Pour les aveugles précoces, la représentation d’un objet passe nécessairement par d’autres canaux que la vision. Or, certains objets sont difficilement appréhendables par le toucher. Par exemple, un immeuble ne pourra être exploré qu’à l’aide d’un modèle réduit. La taille réelle ne sera intégrée que par des informations verbales sur la hauteur, par expérience (nombre de marches ou d’étages gravis pour atteindre le dernier niveau), parfois par la modalité auditive (une personne appelant du dernier étage peut donner une indication sur la hauteur de l’immeuble),... De même, les animaux sauvages se laissent rarement caresser. De ce fait, l’exploration haptique sera cantonnée à l’exploration de peluches et autres représentations, ce qui restreint grandement l’information. Toutefois, ces représentations ont le mérite de donner accès à l’objet. Il est donc fondamental que les aveugles puissent accéder à ces représentations pour qu’ils puissent se créer leurs propres représentations sur les objets et les classer par catégories.

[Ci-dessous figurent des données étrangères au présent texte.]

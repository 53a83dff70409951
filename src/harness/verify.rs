//! Existence check for the replica Jobs the controller must have created.

use tracing::{debug, warn};

use crate::cluster::ClusterOps;
use crate::crd::training_job::TrainingJobSpec;
use crate::error::{Error, NameList, Result};
use crate::harness::naming::expected_replicas;

/// Check that every replica resource derived from `spec` under `run_id`
/// exists.
///
/// Misses are collected across the whole set so the error names every absent
/// resource, not just the first; any other API failure is fatal immediately.
pub async fn verify_replica_resources(
    ops: &dyn ClusterOps,
    namespace: &str,
    job_name: &str,
    spec: &TrainingJobSpec,
    run_id: &str,
) -> Result<()> {
    let mut missing = Vec::new();
    for expected in expected_replicas(spec, run_id) {
        match ops.get_replica_job(namespace, &expected.name).await? {
            Some(_) => debug!(job = %job_name, replica = %expected.name, "replica job exists"),
            None => {
                warn!(job = %job_name, replica = %expected.name, "replica job missing");
                missing.push(format!(
                    "{} ({} replica {})",
                    expected.name, expected.replica_type, expected.index
                ));
            }
        }
    }

    if missing.is_empty() {
        Ok(())
    } else {
        Err(Error::ResourceVerification {
            name: job_name.to_string(),
            missing: NameList(missing),
        })
    }
}
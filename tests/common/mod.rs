//! Shared test fixture: a scriptable in-memory stand-in for the cluster API.
//!
//! Statuses pushed with [`FakeCluster::push_status`] are consumed one per
//! successful get; the last one is sticky once the script runs out, which
//! models a controller that has stopped making progress.  Replica jobs are
//! registered with a sighting budget: how many existence checks still see
//! the job before it reads as deleted (`u32::MAX` = never collected).

#![allow(dead_code)]

use std::collections::{BTreeMap, HashMap, VecDeque};
use std::sync::Mutex;

use async_trait::async_trait;
use k8s_openapi::api::batch::v1::Job;
use kube::api::ObjectMeta;
use kube::core::ErrorResponse;

use trainjob_e2e::cluster::ClusterOps;
use trainjob_e2e::crd::training_job::{
    JobState, ReplicaSpec, ReplicaType, TrainingJob, TrainingJobSpec, TrainingJobStatus,
};

#[derive(Default)]
pub struct FakeCluster {
    jobs: Mutex<HashMap<String, TrainingJob>>,
    status_script: Mutex<VecDeque<TrainingJobStatus>>,
    sticky_status: Mutex<Option<TrainingJobStatus>>,
    transient_failures: Mutex<u32>,
    replica_check_failures: Mutex<u32>,
    replica_jobs: Mutex<BTreeMap<String, u32>>,
    deleted: Mutex<Vec<String>>,
    reject_create: bool,
    reject_delete: bool,
}

impl FakeCluster {
    pub fn new() -> Self {
        Self::default()
    }

    /// Every create is rejected with a 409, as on a name collision.
    pub fn rejecting_create(mut self) -> Self {
        self.reject_create = true;
        self
    }

    /// Every delete is rejected with a 403.
    pub fn rejecting_delete(mut self) -> Self {
        self.reject_delete = true;
        self
    }

    /// Register a TrainingJob as already present, bypassing create.
    pub fn seed(&self, name: &str) {
        let job = TrainingJob::new(name, TrainingJobSpec { replica_specs: vec![] });
        self.jobs.lock().unwrap().insert(name.to_string(), job);
    }

    /// Queue the status the next successful get will report.
    pub fn push_status(&self, status: TrainingJobStatus) {
        self.status_script.lock().unwrap().push_back(status);
    }

    /// Fail the next `n` gets with a 503 (`u32::MAX` = fail every get).
    pub fn fail_next_gets(&self, n: u32) {
        *self.transient_failures.lock().unwrap() = n;
    }

    /// Fail the next `n` replica existence checks with a 503.
    pub fn fail_next_replica_checks(&self, n: u32) {
        *self.replica_check_failures.lock().unwrap() = n;
    }

    /// Register a replica Job visible for `sightings` more existence checks.
    pub fn add_replica_job(&self, name: &str, sightings: u32) {
        self.replica_jobs
            .lock()
            .unwrap()
            .insert(name.to_string(), sightings);
    }

    /// Names of TrainingJobs deleted so far, in order.
    pub fn deleted_jobs(&self) -> Vec<String> {
        self.deleted.lock().unwrap().clone()
    }

    fn next_status(&self) -> Option<TrainingJobStatus> {
        let mut script = self.status_script.lock().unwrap();
        if let Some(status) = script.pop_front() {
            *self.sticky_status.lock().unwrap() = Some(status.clone());
            Some(status)
        } else {
            self.sticky_status.lock().unwrap().clone()
        }
    }
}

#[async_trait]
impl ClusterOps for FakeCluster {
    async fn create_training_job(
        &self,
        _namespace: &str,
        job: &TrainingJob,
    ) -> Result<TrainingJob, kube::Error> {
        let name = job.metadata.name.clone().unwrap_or_default();
        if self.reject_create {
            return Err(api_error(
                409,
                "AlreadyExists",
                format!("trainingjobs.kubetrain.io \"{name}\" already exists"),
            ));
        }
        self.jobs.lock().unwrap().insert(name, job.clone());
        Ok(job.clone())
    }

    async fn get_training_job(
        &self,
        _namespace: &str,
        name: &str,
    ) -> Result<TrainingJob, kube::Error> {
        {
            let mut failures = self.transient_failures.lock().unwrap();
            if *failures > 0 {
                if *failures != u32::MAX {
                    *failures -= 1;
                }
                return Err(api_error(
                    503,
                    "ServiceUnavailable",
                    "apiserver overloaded".to_string(),
                ));
            }
        }
        let mut job = self
            .jobs
            .lock()
            .unwrap()
            .get(name)
            .cloned()
            .ok_or_else(|| {
                api_error(
                    404,
                    "NotFound",
                    format!("trainingjobs.kubetrain.io \"{name}\" not found"),
                )
            })?;
        job.status = self.next_status();
        Ok(job)
    }

    async fn delete_training_job(&self, _namespace: &str, name: &str) -> Result<(), kube::Error> {
        if self.reject_delete {
            return Err(api_error(
                403,
                "Forbidden",
                format!("trainingjobs.kubetrain.io \"{name}\" is protected"),
            ));
        }
        self.jobs.lock().unwrap().remove(name);
        self.deleted.lock().unwrap().push(name.to_string());
        Ok(())
    }

    async fn get_replica_job(
        &self,
        _namespace: &str,
        name: &str,
    ) -> Result<Option<Job>, kube::Error> {
        {
            let mut failures = self.replica_check_failures.lock().unwrap();
            if *failures > 0 {
                *failures -= 1;
                return Err(api_error(
                    503,
                    "ServiceUnavailable",
                    "apiserver overloaded".to_string(),
                ));
            }
        }
        let mut replicas = self.replica_jobs.lock().unwrap();
        match replicas.get(name).copied() {
            None => Ok(None),
            Some(0) => {
                replicas.remove(name);
                Ok(None)
            }
            Some(sightings) => {
                if sightings != u32::MAX {
                    replicas.insert(name.to_string(), sightings - 1);
                }
                Ok(Some(job_stub(name)))
            }
        }
    }
}

// ── Status and spec helpers ─────────────────────────────────────────────────

pub fn running() -> TrainingJobStatus {
    status(JobState::Running, None)
}

pub fn succeeded(run_id: Option<&str>) -> TrainingJobStatus {
    status(JobState::Succeeded, run_id)
}

pub fn failed(run_id: Option<&str>) -> TrainingJobStatus {
    status(JobState::Failed, run_id)
}

pub fn status(state: JobState, run_id: Option<&str>) -> TrainingJobStatus {
    TrainingJobStatus {
        state: Some(state),
        run_id: run_id.map(String::from),
        message: None,
    }
}

/// Build a spec with one replica group per `(role, count)` entry.
pub fn spec_of(groups: &[(ReplicaType, i32)]) -> TrainingJobSpec {
    TrainingJobSpec {
        replica_specs: groups
            .iter()
            .map(|&(replica_type, replicas)| ReplicaSpec {
                replica_type,
                replicas,
                port: 2222,
                template: None,
            })
            .collect(),
    }
}

fn api_error(code: u16, reason: &str, message: String) -> kube::Error {
    kube::Error::Api(ErrorResponse {
        status: "Failure".to_string(),
        message,
        reason: reason.to_string(),
        code,
    })
}

fn job_stub(name: &str) -> Job {
    Job {
        metadata: ObjectMeta {
            name: Some(name.to_string()),
            ..Default::default()
        },
        ..Default::default()
    }
}
//! Submission of the TrainingJob under test.

use kube::ResourceExt;
use tracing::info;

use crate::cluster::ClusterOps;
use crate::crd::training_job::TrainingJob;
use crate::error::{Error, Result};

/// Submit `job` to the cluster.  A rejection is fatal for the pass; there is
/// no retry.  Returns the accepted resource.
pub async fn submit(
    ops: &dyn ClusterOps,
    namespace: &str,
    job: &TrainingJob,
) -> Result<TrainingJob> {
    let name = job.name_any();
    let accepted = ops
        .create_training_job(namespace, job)
        .await
        .map_err(|source| Error::Submission {
            name: name.clone(),
            source,
        })?;
    info!(job = %name, %namespace, "submitted TrainingJob");
    Ok(accepted)
}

Si nous reprenons le modèle de Klatzky et Lederman sur l’appréhension directe, certes les représentations communes aux modalités visuelle et haptique n’existeront toujours pas, mais les représentations haptiques seront plus étoffées. Or, nous avons vu que les aveugles ont une connaissance de certaines conventions du dessin et sont capables de dessiner (Kennedy, Gabias et Nicholls, 1991 ; Kennedy, 1997 ; Uldry, 1995). Ils peuvent donc représenter des objets à plat tout en intégrant des critères de profondeur ou encore de mouvements. De ce fait, la multiplication des expériences auprès d’objets leur permettra d’extraire les propriétés pertinentes d’un dessin, d’activer en mémoire des représentations et d’accéder ainsi à l’identification de l’objet. Le handicap résultant de leur déficit visuel aura donc été partiellement pallié. Nous sommes au cœur même de la théorie de la vicariance (Reuchlin, 1978).

Jusqu'à présent, nous avons étudié le rôle de la catégorisation et de la familiarité des objets, sans oublier le rôle des connaissances du sujet sur l’objet, sur le processus de recherche de l’information, et comment les propriétés sont extraites à l’aide des procédures exploratoires. Voyons à présent comment les procédures exploratoires sont intégrées dans la recherche de dénomination ou de reconnaissance d’un objet.

Notes
*.

Typique : un exemplaire est qualifié de typique lorsqu’il est représentatif d’une catégorie, c’est-à-dire lorsqu’il possède tous les attributs communs à la classe.